» **Available data**:
◆ ◆ ◆ ◆ ◆ ◆ ◆

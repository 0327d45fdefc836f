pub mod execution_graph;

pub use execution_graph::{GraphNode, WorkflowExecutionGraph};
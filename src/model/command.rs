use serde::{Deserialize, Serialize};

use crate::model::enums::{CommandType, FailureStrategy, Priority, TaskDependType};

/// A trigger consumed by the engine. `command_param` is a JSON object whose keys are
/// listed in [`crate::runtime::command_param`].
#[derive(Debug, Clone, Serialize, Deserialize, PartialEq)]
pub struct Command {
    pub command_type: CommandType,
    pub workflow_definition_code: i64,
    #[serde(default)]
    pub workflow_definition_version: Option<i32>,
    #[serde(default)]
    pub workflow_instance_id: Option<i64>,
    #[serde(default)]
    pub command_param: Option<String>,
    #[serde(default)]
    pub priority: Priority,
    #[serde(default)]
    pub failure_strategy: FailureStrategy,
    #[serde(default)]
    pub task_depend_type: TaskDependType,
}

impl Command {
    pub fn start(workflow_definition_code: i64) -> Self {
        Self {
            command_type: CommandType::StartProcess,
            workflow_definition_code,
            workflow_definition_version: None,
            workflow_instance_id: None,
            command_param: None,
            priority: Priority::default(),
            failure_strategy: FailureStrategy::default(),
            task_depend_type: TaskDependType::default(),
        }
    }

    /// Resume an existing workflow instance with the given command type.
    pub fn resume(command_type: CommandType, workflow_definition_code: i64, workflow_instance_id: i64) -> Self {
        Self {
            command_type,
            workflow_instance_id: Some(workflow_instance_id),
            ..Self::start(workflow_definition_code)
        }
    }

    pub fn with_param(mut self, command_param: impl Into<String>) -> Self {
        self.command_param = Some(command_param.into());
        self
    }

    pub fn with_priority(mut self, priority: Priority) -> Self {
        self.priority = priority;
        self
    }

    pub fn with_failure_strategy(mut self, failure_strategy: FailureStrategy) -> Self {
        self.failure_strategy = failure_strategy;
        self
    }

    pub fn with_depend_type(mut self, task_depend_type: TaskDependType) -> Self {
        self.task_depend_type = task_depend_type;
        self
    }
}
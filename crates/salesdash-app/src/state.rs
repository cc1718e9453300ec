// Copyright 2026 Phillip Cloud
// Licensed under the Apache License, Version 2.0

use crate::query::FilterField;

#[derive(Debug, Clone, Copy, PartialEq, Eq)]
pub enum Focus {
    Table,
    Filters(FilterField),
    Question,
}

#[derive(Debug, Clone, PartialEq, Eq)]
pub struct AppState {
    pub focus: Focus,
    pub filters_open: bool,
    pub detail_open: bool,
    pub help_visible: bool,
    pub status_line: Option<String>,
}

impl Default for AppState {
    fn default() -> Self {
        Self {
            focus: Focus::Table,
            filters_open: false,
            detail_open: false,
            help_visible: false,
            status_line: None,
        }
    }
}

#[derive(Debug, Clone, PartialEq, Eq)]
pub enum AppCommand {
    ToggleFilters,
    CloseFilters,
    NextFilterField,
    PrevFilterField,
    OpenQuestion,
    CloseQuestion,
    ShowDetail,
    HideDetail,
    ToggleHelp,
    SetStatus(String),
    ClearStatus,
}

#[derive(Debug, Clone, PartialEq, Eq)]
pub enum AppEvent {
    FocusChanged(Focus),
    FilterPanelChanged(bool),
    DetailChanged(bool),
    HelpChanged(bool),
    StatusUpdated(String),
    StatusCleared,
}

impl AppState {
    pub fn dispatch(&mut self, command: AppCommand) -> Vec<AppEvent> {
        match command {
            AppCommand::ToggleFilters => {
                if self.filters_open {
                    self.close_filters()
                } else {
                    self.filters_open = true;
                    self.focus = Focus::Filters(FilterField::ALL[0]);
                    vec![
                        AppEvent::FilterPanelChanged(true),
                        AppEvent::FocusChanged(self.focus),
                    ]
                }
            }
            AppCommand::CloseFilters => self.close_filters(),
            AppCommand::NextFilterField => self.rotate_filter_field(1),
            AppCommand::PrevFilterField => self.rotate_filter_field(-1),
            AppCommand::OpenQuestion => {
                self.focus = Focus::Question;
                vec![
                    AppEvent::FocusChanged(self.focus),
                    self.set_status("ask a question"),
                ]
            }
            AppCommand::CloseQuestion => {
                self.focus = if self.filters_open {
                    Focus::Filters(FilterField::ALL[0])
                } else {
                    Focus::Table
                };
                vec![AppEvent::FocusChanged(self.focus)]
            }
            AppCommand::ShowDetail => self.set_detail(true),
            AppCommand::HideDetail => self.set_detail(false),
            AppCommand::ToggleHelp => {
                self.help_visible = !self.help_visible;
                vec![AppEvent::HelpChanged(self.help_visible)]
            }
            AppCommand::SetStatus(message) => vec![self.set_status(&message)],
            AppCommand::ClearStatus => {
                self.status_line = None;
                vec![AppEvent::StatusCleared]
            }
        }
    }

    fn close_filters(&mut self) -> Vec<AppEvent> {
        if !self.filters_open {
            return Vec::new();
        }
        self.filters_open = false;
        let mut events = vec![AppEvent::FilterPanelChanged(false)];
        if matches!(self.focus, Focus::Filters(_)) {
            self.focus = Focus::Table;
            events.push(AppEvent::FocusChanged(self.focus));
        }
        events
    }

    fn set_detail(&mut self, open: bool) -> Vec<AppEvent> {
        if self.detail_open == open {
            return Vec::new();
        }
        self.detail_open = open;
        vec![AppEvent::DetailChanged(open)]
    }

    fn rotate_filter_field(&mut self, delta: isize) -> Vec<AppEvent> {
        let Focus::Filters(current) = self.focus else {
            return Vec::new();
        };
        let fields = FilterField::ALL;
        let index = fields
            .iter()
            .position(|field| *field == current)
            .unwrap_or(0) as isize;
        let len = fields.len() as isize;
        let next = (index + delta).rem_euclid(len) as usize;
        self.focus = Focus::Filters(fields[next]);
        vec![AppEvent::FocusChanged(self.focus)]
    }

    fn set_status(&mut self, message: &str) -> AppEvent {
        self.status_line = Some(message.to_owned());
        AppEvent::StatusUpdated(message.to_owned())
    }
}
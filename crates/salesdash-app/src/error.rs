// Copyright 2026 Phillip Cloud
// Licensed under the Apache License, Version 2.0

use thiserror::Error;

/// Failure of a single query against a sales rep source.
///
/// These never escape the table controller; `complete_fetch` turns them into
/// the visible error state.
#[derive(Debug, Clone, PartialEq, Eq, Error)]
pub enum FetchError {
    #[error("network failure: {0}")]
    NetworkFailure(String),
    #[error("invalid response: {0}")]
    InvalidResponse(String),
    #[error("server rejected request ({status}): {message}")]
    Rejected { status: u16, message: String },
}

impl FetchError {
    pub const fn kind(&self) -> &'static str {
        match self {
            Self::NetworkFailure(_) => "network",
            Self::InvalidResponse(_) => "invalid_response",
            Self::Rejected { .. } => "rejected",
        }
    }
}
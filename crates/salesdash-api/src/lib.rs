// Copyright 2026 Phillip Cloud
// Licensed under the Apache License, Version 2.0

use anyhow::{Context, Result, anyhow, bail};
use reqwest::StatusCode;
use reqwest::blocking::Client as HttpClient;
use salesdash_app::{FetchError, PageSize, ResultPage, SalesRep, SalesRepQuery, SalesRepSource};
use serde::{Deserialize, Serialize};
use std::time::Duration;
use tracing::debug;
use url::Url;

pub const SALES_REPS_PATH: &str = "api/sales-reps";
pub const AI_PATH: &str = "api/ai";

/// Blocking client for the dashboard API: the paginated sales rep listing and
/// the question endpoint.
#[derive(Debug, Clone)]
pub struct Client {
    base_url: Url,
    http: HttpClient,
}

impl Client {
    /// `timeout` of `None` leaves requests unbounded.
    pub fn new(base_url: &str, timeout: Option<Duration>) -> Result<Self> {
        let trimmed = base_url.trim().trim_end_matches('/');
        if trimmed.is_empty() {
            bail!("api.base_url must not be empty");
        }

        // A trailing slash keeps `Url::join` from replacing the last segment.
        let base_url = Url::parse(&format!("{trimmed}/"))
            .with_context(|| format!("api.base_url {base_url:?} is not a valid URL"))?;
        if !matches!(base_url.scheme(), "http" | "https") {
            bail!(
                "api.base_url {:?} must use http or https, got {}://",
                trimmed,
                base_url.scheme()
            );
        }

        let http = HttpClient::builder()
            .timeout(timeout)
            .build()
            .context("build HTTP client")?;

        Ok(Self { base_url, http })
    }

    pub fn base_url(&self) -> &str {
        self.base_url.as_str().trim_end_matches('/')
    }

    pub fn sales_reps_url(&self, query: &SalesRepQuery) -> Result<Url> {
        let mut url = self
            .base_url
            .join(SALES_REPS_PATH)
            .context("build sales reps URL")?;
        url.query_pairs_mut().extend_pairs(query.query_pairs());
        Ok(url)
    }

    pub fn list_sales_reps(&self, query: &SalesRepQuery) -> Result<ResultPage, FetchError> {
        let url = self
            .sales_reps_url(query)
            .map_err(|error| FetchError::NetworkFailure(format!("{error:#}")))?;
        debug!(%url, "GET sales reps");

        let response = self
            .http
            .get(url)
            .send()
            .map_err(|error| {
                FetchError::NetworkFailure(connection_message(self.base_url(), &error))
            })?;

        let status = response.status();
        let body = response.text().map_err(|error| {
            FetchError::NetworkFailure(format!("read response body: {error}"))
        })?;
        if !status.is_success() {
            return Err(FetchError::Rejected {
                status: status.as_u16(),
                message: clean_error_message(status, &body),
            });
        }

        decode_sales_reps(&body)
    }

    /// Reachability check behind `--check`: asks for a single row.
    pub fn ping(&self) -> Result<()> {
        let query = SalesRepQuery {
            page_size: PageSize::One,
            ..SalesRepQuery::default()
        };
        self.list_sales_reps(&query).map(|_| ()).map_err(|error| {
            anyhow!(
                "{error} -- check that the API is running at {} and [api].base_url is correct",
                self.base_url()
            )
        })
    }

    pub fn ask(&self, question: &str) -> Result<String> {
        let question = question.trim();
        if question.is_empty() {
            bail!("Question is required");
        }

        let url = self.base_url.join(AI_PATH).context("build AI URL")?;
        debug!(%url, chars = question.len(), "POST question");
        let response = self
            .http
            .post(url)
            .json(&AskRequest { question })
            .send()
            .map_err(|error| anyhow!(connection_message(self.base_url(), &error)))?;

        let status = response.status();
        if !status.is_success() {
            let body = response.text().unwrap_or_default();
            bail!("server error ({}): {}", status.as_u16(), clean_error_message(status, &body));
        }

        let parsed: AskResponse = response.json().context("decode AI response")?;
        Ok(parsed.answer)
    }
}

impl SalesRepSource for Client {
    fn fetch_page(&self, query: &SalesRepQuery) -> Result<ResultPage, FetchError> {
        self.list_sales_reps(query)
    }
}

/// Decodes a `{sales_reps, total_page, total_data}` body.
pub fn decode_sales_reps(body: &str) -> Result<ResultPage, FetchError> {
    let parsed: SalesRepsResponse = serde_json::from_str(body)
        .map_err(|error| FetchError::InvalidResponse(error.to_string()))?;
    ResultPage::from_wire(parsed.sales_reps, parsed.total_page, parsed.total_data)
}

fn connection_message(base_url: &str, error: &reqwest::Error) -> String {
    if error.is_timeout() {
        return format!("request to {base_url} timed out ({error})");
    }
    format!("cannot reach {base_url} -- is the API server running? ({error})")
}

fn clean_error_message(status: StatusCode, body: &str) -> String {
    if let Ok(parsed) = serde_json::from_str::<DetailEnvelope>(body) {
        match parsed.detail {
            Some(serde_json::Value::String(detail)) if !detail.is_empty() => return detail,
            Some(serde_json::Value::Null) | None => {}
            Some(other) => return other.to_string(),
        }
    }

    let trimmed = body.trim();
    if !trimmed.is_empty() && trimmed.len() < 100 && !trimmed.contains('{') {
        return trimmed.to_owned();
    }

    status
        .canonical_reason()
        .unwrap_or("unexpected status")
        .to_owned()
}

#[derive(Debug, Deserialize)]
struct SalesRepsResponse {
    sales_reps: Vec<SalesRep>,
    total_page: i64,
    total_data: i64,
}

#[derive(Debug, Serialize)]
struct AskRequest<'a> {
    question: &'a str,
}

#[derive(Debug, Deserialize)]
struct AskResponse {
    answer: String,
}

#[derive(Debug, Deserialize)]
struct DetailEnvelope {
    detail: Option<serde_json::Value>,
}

◆ ◆ ◆ ◆ ◆ ◆ ◆

» **Task to carry out**: Which lines in the records above contain the string "SalesRepsResponse"? Copy each one.

» **Solution**:
    let parsed: SalesRepsResponse = serde_json::from_str(body)
struct SalesRepsResponse {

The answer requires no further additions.